Citing FBI sources, the newspaper writes:
Members of the hacker group gave the gamer names, phone numbers and other personal data of the victims. He admitted that he had helped them to access phones more than 100 people, owners of cryptocurrencies, after hackers managed to steal from their accounts digital assets.
Hackers have been doing for several years. During this time they managed to kidnap a certain number of “reputation token” (REP) from the platform of the predictions of the Augur, where people mostly do it in cryptocurrency. In December 2016, the company that created Augur, asked the FBI. The value of the stolen at that stage of the tokens made up of $805 000.
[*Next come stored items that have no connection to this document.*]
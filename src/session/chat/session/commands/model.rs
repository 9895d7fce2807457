// Copyright 2025 Muvon Un Limited
//
// Licensed under the Apache License, Version 2.0 (the "License");
// you may not use this file except in compliance with the License.
// You may obtain a copy of the License at
//
//     http://www.apache.org/licenses/LICENSE-2.0
//
// Unless required by applicable law or agreed to in writing, software
// distributed under the License is distributed on an "AS IS" BASIS,
// WITHOUT WARRANTIES OR CONDITIONS OF ANY KIND, either express or implied.
// See the License for the specific language governing permissions and
// limitations under the License.

// Model command handler

use super::super::core::ChatSession;
use super::super::output::TurnOutput;
use crate::log_info;
use crate::session::Availability;

pub fn handle_show_model(session: &ChatSession) -> TurnOutput {
	let mut output = TurnOutput::new();
	let active = session.conversation.active_backend();
	let status = session.availability_of(&active.key);

	output.info(format!(
		"Current backend: {} ({}, model {}) {} {}",
		active.display_name,
		active.key,
		active.model_id,
		status.marker(),
		status
	));
	output.line(format!(
		"Available backends: {}. Switch with !model <name>.",
		session.registry.keys().join(", ")
	));
	output
}

/// Switching always succeeds for a registered key; the re-probe only adds a warning
pub async fn handle_model(session: &mut ChatSession, key: &str) -> TurnOutput {
	let backend = match session
		.conversation
		.switch_backend(&session.registry, key)
	{
		Ok(backend) => backend.clone(),
		Err(e) => return TurnOutput::from_error(&e),
	};

	log_info!("Switched active backend to {} ({})", backend.key, backend.model_id);

	let mut output = TurnOutput::new();
	output.success(format!("Switched to {}", backend.display_name));

	if session.probe_backend(&backend.key).await == Availability::Unavailable {
		output.warning(format!(
			"{} is currently unavailable. Questions will fail until it is reachable.",
			backend.display_name
		));
	}

	output
}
Chicago Sun— Times quoted FBI containing the recorded conversation of a gamer from Bloomington with another suspect player from Dolton, Il:
January 31, 2017, he said on the chat the other suspect that trying to “scrape” the remains of the victim, which the group has kidnapped investment in Augur. Another suspect said to him: “LOL, Hakam the entire planet”.
The suspect claims that only worked with Augur and the FBI:
Personally, I have never profited from hacking.
He also told the reporter that helped to crack less than 100 phones that appear in the FSB.
August 1 this year, the staff of the Federal Bureau of investigation broke into the home of one of the suspects in Dolton and seized computers and mobile phones. Investigators believe that the hackers transferred in their wallets at least $3.3 million in various cryptocurrencies.
The case will be considered by the Prosecutor of the Federal district court in San Francisco. While the FBI did not name names of suspects.